Data to use Start Marker

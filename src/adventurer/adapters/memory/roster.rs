//! In-memory repository for adventurer roster tests and local use.

use async_trait::async_trait;
use std::collections::BTreeMap;
use std::sync::{Arc, RwLock, RwLockReadGuard, RwLockWriteGuard};

use crate::adventurer::{
    domain::{Adventurer, AdventurerId, NewAdventurer, Rank},
    ports::{AdventurerRepository, AdventurerRepositoryError, AdventurerRepositoryResult},
};

/// Thread-safe in-memory adventurer repository.
///
/// Identifiers are assigned sequentially starting at 1.
#[derive(Debug, Clone, Default)]
pub struct InMemoryAdventurerRepository {
    state: Arc<RwLock<InMemoryRosterState>>,
}

#[derive(Debug, Default)]
struct InMemoryRosterState {
    adventurers: BTreeMap<AdventurerId, Adventurer>,
    last_id: i64,
}

impl InMemoryAdventurerRepository {
    /// Creates an empty in-memory repository.
    #[must_use]
    pub fn new() -> Self {
        Self::default()
    }

    fn read(&self) -> AdventurerRepositoryResult<RwLockReadGuard<'_, InMemoryRosterState>> {
        self.state.read().map_err(|err| {
            AdventurerRepositoryError::persistence(std::io::Error::other(err.to_string()))
        })
    }

    fn write(&self) -> AdventurerRepositoryResult<RwLockWriteGuard<'_, InMemoryRosterState>> {
        self.state.write().map_err(|err| {
            AdventurerRepositoryError::persistence(std::io::Error::other(err.to_string()))
        })
    }
}

fn find_mut(
    state: &mut InMemoryRosterState,
    id: AdventurerId,
) -> AdventurerRepositoryResult<&mut Adventurer> {
    state
        .adventurers
        .get_mut(&id)
        .ok_or(AdventurerRepositoryError::NotFound(id))
}

#[async_trait]
impl AdventurerRepository for InMemoryAdventurerRepository {
    async fn get_adventurer(&self, id: AdventurerId) -> AdventurerRepositoryResult<Adventurer> {
        let state = self.read()?;
        state
            .adventurers
            .get(&id)
            .cloned()
            .ok_or(AdventurerRepositoryError::NotFound(id))
    }

    async fn increment_completed_quest_count(
        &self,
        id: AdventurerId,
    ) -> AdventurerRepositoryResult<()> {
        let mut state = self.write()?;
        find_mut(&mut state, id)?
            .record_completed_quest()
            .map_err(AdventurerRepositoryError::persistence)
    }

    async fn create_adventurer(
        &self,
        adventurer: &NewAdventurer,
    ) -> AdventurerRepositoryResult<Adventurer> {
        let mut state = self.write()?;
        let next = state.last_id.checked_add(1).ok_or_else(|| {
            AdventurerRepositoryError::persistence(std::io::Error::other(
                "adventurer id sequence exhausted",
            ))
        })?;
        let id = AdventurerId::new(next).map_err(AdventurerRepositoryError::persistence)?;
        let stored = adventurer.clone().into_adventurer(id);
        state.last_id = next;
        state.adventurers.insert(id, stored.clone());
        Ok(stored)
    }

    async fn update_adventurer_rank(
        &self,
        id: AdventurerId,
        rank: Rank,
    ) -> AdventurerRepositoryResult<()> {
        let mut state = self.write()?;
        find_mut(&mut state, id)?.set_rank(rank);
        Ok(())
    }
}
//! Application services for the quest board and quest lifecycle.

mod board;
mod lifecycle;

pub use board::{
    PostQuestRequest, QuestBoardError, QuestBoardResult, QuestBoardService,
    UpdateQuestRankRequest, UpdateQuestRewardRequest,
};
pub use lifecycle::{
    QuestLifecycleError, QuestLifecycleErrorKind, QuestLifecycleResult, QuestLifecycleService,
    QuestOutcome, ReportQuestRequest, TakeQuestRequest,
};
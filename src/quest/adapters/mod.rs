//! Adapter implementations for quest board ports.

pub mod memory;
pub mod postgres;
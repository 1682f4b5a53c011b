//! Diesel schema for adventurer persistence.

diesel::table! {
    /// Registered adventurers and their completion counters.
    adventurers (id) {
        /// Store-assigned adventurer identifier.
        id -> Int8,
        /// Display name.
        #[max_length = 255]
        name -> Varchar,
        /// Guild rank.
        rank -> Int4,
        /// Number of quests reported as completed.
        completed_quest_count -> Int4,
        /// Registration timestamp.
        registered_at -> Timestamptz,
    }
}
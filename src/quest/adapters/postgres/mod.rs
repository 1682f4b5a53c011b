//! `PostgreSQL` adapters for quest board persistence.

mod models;
mod repository;
mod schema;

pub use repository::{PostgresQuestRepository, QuestPgPool};
//! Shared world state for quest lifecycle BDD scenarios.

use std::collections::HashMap;
use std::sync::Arc;

use guild_board::{
    adventurer::{
        adapters::memory::InMemoryAdventurerRepository,
        domain::AdventurerId,
        services::{AdventurerRosterService, RegisterAdventurerRequest},
    },
    quest::{
        adapters::memory::InMemoryQuestRepository,
        domain::QuestId,
        services::{
            PostQuestRequest, QuestBoardService, QuestLifecycleError, QuestLifecycleService,
            QuestOutcome, ReportQuestRequest, TakeQuestRequest,
        },
    },
};
use mockable::DefaultClock;
use rstest::fixture;

/// Lifecycle service type used by the BDD world.
pub type TestLifecycleService =
    QuestLifecycleService<InMemoryQuestRepository, InMemoryAdventurerRepository>;

/// Scenario world for quest lifecycle behaviour tests.
pub struct QuestLifecycleWorld {
    pub board: QuestBoardService<InMemoryQuestRepository, DefaultClock>,
    pub roster: AdventurerRosterService<InMemoryAdventurerRepository, DefaultClock>,
    pub lifecycle: TestLifecycleService,
    pub quests: HashMap<String, QuestId>,
    pub adventurers: HashMap<String, AdventurerId>,
    pub last_result: Option<Result<(), QuestLifecycleError>>,
}

impl QuestLifecycleWorld {
    /// Creates a world with an empty board and roster.
    #[must_use]
    pub fn new() -> Self {
        let quests = Arc::new(InMemoryQuestRepository::new());
        let adventurers = Arc::new(InMemoryAdventurerRepository::new());
        let clock = Arc::new(DefaultClock);

        Self {
            board: QuestBoardService::new(Arc::clone(&quests), Arc::clone(&clock)),
            roster: AdventurerRosterService::new(Arc::clone(&adventurers), clock),
            lifecycle: QuestLifecycleService::new(quests, adventurers),
            quests: HashMap::new(),
            adventurers: HashMap::new(),
            last_result: None,
        }
    }

    /// Looks up a quest posted earlier in the scenario.
    ///
    /// # Errors
    ///
    /// Returns an error if no quest was posted under `name`.
    pub fn quest_id(&self, name: &str) -> Result<QuestId, eyre::Report> {
        self.quests
            .get(name)
            .copied()
            .ok_or_else(|| eyre::eyre!("no quest named {name} in scenario world"))
    }

    /// Looks up an adventurer registered earlier in the scenario.
    ///
    /// # Errors
    ///
    /// Returns an error if no adventurer was registered under `name`.
    pub fn adventurer_id(&self, name: &str) -> Result<AdventurerId, eyre::Report> {
        self.adventurers
            .get(name)
            .copied()
            .ok_or_else(|| eyre::eyre!("no adventurer named {name} in scenario world"))
    }

    /// Posts a quest and remembers its identifier by name.
    ///
    /// # Errors
    ///
    /// Returns an error if posting fails.
    pub fn post_quest(&mut self, name: String, minimum_rank: u32) -> Result<(), eyre::Report> {
        let quest = run_async(
            self.board
                .post_quest(PostQuestRequest::new(name.clone(), minimum_rank, 1_000)),
        )?;
        self.quests.insert(name, quest.id());
        Ok(())
    }

    /// Registers an adventurer and remembers their identifier by name.
    ///
    /// # Errors
    ///
    /// Returns an error if registration fails.
    pub fn register(&mut self, name: String, rank: u32) -> Result<(), eyre::Report> {
        let adventurer = run_async(
            self.roster
                .register(RegisterAdventurerRequest::new(name.clone(), rank)),
        )?;
        self.adventurers.insert(name, adventurer.id());
        Ok(())
    }

    /// Takes a quest on behalf of a named adventurer.
    ///
    /// # Errors
    ///
    /// Returns an error if either name is unknown.
    pub fn take(
        &self,
        adventurer: &str,
        quest: &str,
    ) -> Result<Result<(), QuestLifecycleError>, eyre::Report> {
        let request = TakeQuestRequest::new(self.quest_id(quest)?, self.adventurer_id(adventurer)?);
        Ok(run_async(self.lifecycle.take_quest(request)))
    }

    /// Reports a quest outcome on behalf of a named adventurer.
    ///
    /// # Errors
    ///
    /// Returns an error if either name is unknown.
    pub fn report(
        &self,
        adventurer: &str,
        quest: &str,
        outcome: QuestOutcome,
    ) -> Result<Result<(), QuestLifecycleError>, eyre::Report> {
        let request = ReportQuestRequest::new(
            self.quest_id(quest)?,
            self.adventurer_id(adventurer)?,
            outcome,
        );
        Ok(run_async(self.lifecycle.report_quest(request)))
    }
}

impl Default for QuestLifecycleWorld {
    fn default() -> Self {
        Self::new()
    }
}

/// Fixture that creates a new scenario world.
#[fixture]
pub fn world() -> QuestLifecycleWorld {
    QuestLifecycleWorld::default()
}

/// Runs an async operation within sync step definitions.
pub fn run_async<T>(future: impl std::future::Future<Output = T>) -> T {
    tokio::task::block_in_place(|| tokio::runtime::Handle::current().block_on(future))
}
//! Application services for the adventurer roster.

mod roster;

pub use roster::{
    AdventurerRosterError, AdventurerRosterResult, AdventurerRosterService,
    RegisterAdventurerRequest, UpdateAdventurerRankRequest,
};
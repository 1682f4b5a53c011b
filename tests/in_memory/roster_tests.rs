//! In-memory integration tests for the adventurer roster.

use eyre::ensure;
use guild_board::adventurer::{
    ports::AdventurerRepositoryError,
    services::{AdventurerRosterError, UpdateAdventurerRankRequest},
};
use guild_board::quest::services::{QuestLifecycleErrorKind, TakeQuestRequest};
use rstest::rstest;

use super::helpers::{Guild, guild};

#[rstest]
#[tokio::test(flavor = "multi_thread")]
async fn promotion_unlocks_senior_quests(guild: Guild) -> eyre::Result<()> {
    let quest_id = guild.post("Slay the wyrm", 12).await?;
    let adventurer_id = guild.register("Andi", 11).await?;
    let request = TakeQuestRequest::new(quest_id, adventurer_id);
    let refused = guild.lifecycle.take_quest(request).await;
    ensure!(
        refused
            .as_ref()
            .is_err_and(|err| err.kind() == QuestLifecycleErrorKind::IneligibleRank),
        "expected IneligibleRank, got {refused:?}"
    );

    guild
        .roster
        .update_rank(UpdateAdventurerRankRequest::new(adventurer_id.value(), 12))
        .await?;
    guild.lifecycle.take_quest(request).await?;

    ensure!(guild.adventurer(adventurer_id).await?.rank().value() == 12);
    Ok(())
}

#[rstest]
#[tokio::test(flavor = "multi_thread")]
async fn unknown_adventurer_cannot_be_promoted(guild: Guild) {
    let result = guild
        .roster
        .update_rank(UpdateAdventurerRankRequest::new(7, 3))
        .await;

    assert!(matches!(
        result,
        Err(AdventurerRosterError::Repository(
            AdventurerRepositoryError::NotFound(_)
        ))
    ));
}
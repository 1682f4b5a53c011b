//! When steps for quest lifecycle BDD scenarios.

use super::world::QuestLifecycleWorld;
use guild_board::quest::services::QuestOutcome;
use rstest_bdd_macros::when;

#[when(r#"adventurer "{adventurer}" takes quest "{quest}""#)]
fn adventurer_takes_quest(
    world: &mut QuestLifecycleWorld,
    adventurer: String,
    quest: String,
) -> Result<(), eyre::Report> {
    let result = world.take(&adventurer, &quest)?;
    world.last_result = Some(result);
    Ok(())
}

#[when(r#"adventurer "{adventurer}" reports quest "{quest}" as {outcome}"#)]
fn adventurer_reports_quest(
    world: &mut QuestLifecycleWorld,
    adventurer: String,
    quest: String,
    outcome: String,
) -> Result<(), eyre::Report> {
    let outcome = match outcome.as_str() {
        "completed" => QuestOutcome::Completed,
        "abandoned" => QuestOutcome::Abandoned,
        other => return Err(eyre::eyre!("unknown outcome in scenario: {other}")),
    };
    let result = world.report(&adventurer, &quest, outcome)?;
    world.last_result = Some(result);
    Ok(())
}
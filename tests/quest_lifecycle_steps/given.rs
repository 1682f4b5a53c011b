//! Given steps for quest lifecycle BDD scenarios.

use super::world::QuestLifecycleWorld;
use eyre::WrapErr;
use guild_board::quest::services::QuestOutcome;
use rstest_bdd_macros::given;

#[given(r#"a quest "{name}" requiring rank {rank:u32}"#)]
fn quest_requiring_rank(
    world: &mut QuestLifecycleWorld,
    name: String,
    rank: u32,
) -> Result<(), eyre::Report> {
    world.post_quest(name, rank).wrap_err("post quest")
}

#[given(r#"an adventurer "{name}" of rank {rank:u32}"#)]
fn adventurer_of_rank(
    world: &mut QuestLifecycleWorld,
    name: String,
    rank: u32,
) -> Result<(), eyre::Report> {
    world.register(name, rank).wrap_err("register adventurer")
}

#[given(r#"adventurer "{adventurer}" has taken quest "{quest}""#)]
fn adventurer_has_taken_quest(
    world: &mut QuestLifecycleWorld,
    adventurer: String,
    quest: String,
) -> Result<(), eyre::Report> {
    world
        .take(&adventurer, &quest)?
        .wrap_err("take quest in scenario setup")
}

#[given(r#"adventurer "{adventurer}" has reported quest "{quest}" as completed"#)]
fn adventurer_has_completed_quest(
    world: &mut QuestLifecycleWorld,
    adventurer: String,
    quest: String,
) -> Result<(), eyre::Report> {
    world
        .report(&adventurer, &quest, QuestOutcome::Completed)?
        .wrap_err("report quest in scenario setup")
}
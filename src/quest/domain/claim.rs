//! Claim ("taken by") records linking quests to adventurers.

use super::QuestId;
use crate::adventurer::domain::AdventurerId;
use serde::{Deserialize, Serialize};

/// Evidence that an adventurer claimed a quest at some point.
///
/// Claims are never removed. Several claims may exist for one quest when it
/// was released and taken again, so a claim does not identify the current
/// holder on its own.
#[derive(Debug, Clone, Copy, PartialEq, Eq, Hash, Serialize, Deserialize)]
pub struct Claim {
    quest_id: QuestId,
    adventurer_id: AdventurerId,
}

impl Claim {
    /// Creates a claim for the given pair.
    #[must_use]
    pub const fn new(quest_id: QuestId, adventurer_id: AdventurerId) -> Self {
        Self {
            quest_id,
            adventurer_id,
        }
    }

    /// Returns the claimed quest.
    #[must_use]
    pub const fn quest_id(self) -> QuestId {
        self.quest_id
    }

    /// Returns the claiming adventurer.
    #[must_use]
    pub const fn adventurer_id(self) -> AdventurerId {
        self.adventurer_id
    }
}
//! Port contracts for the adventurer roster.
//!
//! Ports define infrastructure-agnostic interfaces used by roster and quest
//! services.

pub mod repository;

#[cfg(test)]
pub use repository::MockAdventurerRepository;
pub use repository::{AdventurerRepository, AdventurerRepositoryError, AdventurerRepositoryResult};
//! Diesel row models for quest board persistence.

use super::schema::{quest_claims, quests};
use chrono::{DateTime, Utc};
use diesel::prelude::*;

/// Query result row for quest records.
#[derive(Debug, Clone, Queryable, Selectable)]
#[diesel(table_name = quests)]
#[diesel(check_for_backend(diesel::pg::Pg))]
pub struct QuestRow {
    /// Quest identifier.
    pub id: i64,
    /// Quest title.
    pub name: String,
    /// Free-text description.
    pub description: String,
    /// Minimum adventurer rank.
    pub minimum_rank: i32,
    /// Reward amount.
    pub reward_number: i64,
    /// Lifecycle status code.
    pub status: i16,
    /// Posting timestamp.
    pub posted_at: DateTime<Utc>,
}

/// Insert model for quest records.
#[derive(Debug, Clone, Insertable)]
#[diesel(table_name = quests)]
pub struct NewQuestRow {
    /// Quest title.
    pub name: String,
    /// Free-text description.
    pub description: String,
    /// Minimum adventurer rank.
    pub minimum_rank: i32,
    /// Reward amount.
    pub reward_number: i64,
    /// Lifecycle status code.
    pub status: i16,
    /// Posting timestamp.
    pub posted_at: DateTime<Utc>,
}

/// Insert model for claim records.
#[derive(Debug, Clone, Copy, Insertable)]
#[diesel(table_name = quest_claims)]
pub struct NewClaimRow {
    /// Claimed quest.
    pub quest_id: i64,
    /// Claiming adventurer.
    pub adventurer_id: i64,
}
//! Quest aggregate root and board projections.

use super::{QuestDomainError, QuestId, QuestName, QuestStatus, Reward};
use crate::adventurer::domain::Rank;
use chrono::{DateTime, Utc};
use mockable::Clock;
use serde::{Deserialize, Serialize};

/// Posting payload for a quest that has not been stored yet.
///
/// Newly posted quests are always [`QuestStatus::Available`].
#[derive(Debug, Clone, PartialEq, Eq)]
pub struct NewQuest {
    name: QuestName,
    description: String,
    minimum_rank: Rank,
    reward: Reward,
    posted_at: DateTime<Utc>,
}

impl NewQuest {
    /// Creates a posting stamped with the current clock time.
    #[must_use]
    pub fn new(
        name: QuestName,
        description: impl Into<String>,
        minimum_rank: Rank,
        reward: Reward,
        clock: &impl Clock,
    ) -> Self {
        Self {
            name,
            description: description.into(),
            minimum_rank,
            reward,
            posted_at: clock.utc(),
        }
    }

    /// Returns the quest name.
    #[must_use]
    pub const fn name(&self) -> &QuestName {
        &self.name
    }

    /// Returns the quest description.
    #[must_use]
    pub fn description(&self) -> &str {
        &self.description
    }

    /// Returns the eligibility floor.
    #[must_use]
    pub const fn minimum_rank(&self) -> Rank {
        self.minimum_rank
    }

    /// Returns the reward.
    #[must_use]
    pub const fn reward(&self) -> Reward {
        self.reward
    }

    /// Returns the posting timestamp.
    #[must_use]
    pub const fn posted_at(&self) -> DateTime<Utc> {
        self.posted_at
    }

    /// Materializes the stored quest once the store has assigned an id.
    #[must_use]
    pub fn into_quest(self, id: QuestId) -> Quest {
        Quest {
            id,
            name: self.name,
            description: self.description,
            minimum_rank: self.minimum_rank,
            reward: self.reward,
            status: QuestStatus::Available,
            posted_at: self.posted_at,
        }
    }
}

/// Quest aggregate root.
#[derive(Debug, Clone, PartialEq, Eq, Serialize, Deserialize)]
pub struct Quest {
    id: QuestId,
    name: QuestName,
    description: String,
    minimum_rank: Rank,
    reward: Reward,
    status: QuestStatus,
    posted_at: DateTime<Utc>,
}

/// Parameter object for reconstructing a persisted quest.
#[derive(Debug, Clone, PartialEq, Eq)]
pub struct PersistedQuestData {
    /// Persisted quest identifier.
    pub id: QuestId,
    /// Persisted name.
    pub name: QuestName,
    /// Persisted description.
    pub description: String,
    /// Persisted eligibility floor.
    pub minimum_rank: Rank,
    /// Persisted reward.
    pub reward: Reward,
    /// Persisted lifecycle status.
    pub status: QuestStatus,
    /// Posting timestamp.
    pub posted_at: DateTime<Utc>,
}

impl Quest {
    /// Reconstructs a quest from persisted storage.
    #[must_use]
    pub fn from_persisted(data: PersistedQuestData) -> Self {
        Self {
            id: data.id,
            name: data.name,
            description: data.description,
            minimum_rank: data.minimum_rank,
            reward: data.reward,
            status: data.status,
            posted_at: data.posted_at,
        }
    }

    /// Returns the quest identifier.
    #[must_use]
    pub const fn id(&self) -> QuestId {
        self.id
    }

    /// Returns the quest name.
    #[must_use]
    pub const fn name(&self) -> &QuestName {
        &self.name
    }

    /// Returns the quest description.
    #[must_use]
    pub fn description(&self) -> &str {
        &self.description
    }

    /// Returns the minimum adventurer rank required to take the quest.
    #[must_use]
    pub const fn minimum_rank(&self) -> Rank {
        self.minimum_rank
    }

    /// Returns the reward.
    #[must_use]
    pub const fn reward(&self) -> Reward {
        self.reward
    }

    /// Returns the lifecycle status.
    #[must_use]
    pub const fn status(&self) -> QuestStatus {
        self.status
    }

    /// Returns the posting timestamp.
    #[must_use]
    pub const fn posted_at(&self) -> DateTime<Utc> {
        self.posted_at
    }

    /// Moves the quest to `target` if the lifecycle allows it.
    ///
    /// # Errors
    ///
    /// Returns [`QuestDomainError::InvalidStatusTransition`] and leaves the
    /// quest untouched when `target` is not reachable from the current
    /// status.
    pub const fn transition_to(&mut self, target: QuestStatus) -> Result<(), QuestDomainError> {
        if !self.status.can_transition_to(target) {
            return Err(QuestDomainError::InvalidStatusTransition {
                quest_id: self.id,
                from: self.status,
                to: target,
            });
        }
        self.status = target;
        Ok(())
    }

    /// Overwrites the eligibility floor.
    pub const fn set_minimum_rank(&mut self, minimum_rank: Rank) {
        self.minimum_rank = minimum_rank;
    }

    /// Overwrites the reward.
    pub const fn set_reward(&mut self, reward: Reward) {
        self.reward = reward;
    }

    /// Returns the board listing projection of this quest.
    #[must_use]
    pub fn summary(&self) -> QuestSummary {
        QuestSummary {
            id: self.id,
            name: self.name.clone(),
            description: self.description.clone(),
            minimum_rank: self.minimum_rank,
            reward: self.reward,
        }
    }
}

/// Board listing entry for a quest, without its status.
#[derive(Debug, Clone, PartialEq, Eq, Serialize, Deserialize)]
pub struct QuestSummary {
    /// Quest identifier.
    pub id: QuestId,
    /// Quest name.
    pub name: QuestName,
    /// Quest description.
    pub description: String,
    /// Minimum adventurer rank.
    pub minimum_rank: Rank,
    /// Reward.
    pub reward: Reward,
}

Data to use End Marker

▸ What you need to do: Only one stretch of the data above is needed. Restate it word for word, from the line containing "its identifier by name." through the line containing "if registration fails.", both ends included.

▸ Answer to the problem:
    /// Posts a quest and remembers its identifier by name.
    ///
    /// # Errors
    ///
    /// Returns an error if posting fails.
    pub fn post_quest(&mut self, name: String, minimum_rank: u32) -> Result<(), eyre::Report> {
        let quest = run_async(
            self.board
                .post_quest(PostQuestRequest::new(name.clone(), minimum_rank, 1_000)),
        )?;
        self.quests.insert(name, quest.id());
        Ok(())
    }

    /// Registers an adventurer and remembers their identifier by name.
    ///
    /// # Errors
    ///
    /// Returns an error if registration fails.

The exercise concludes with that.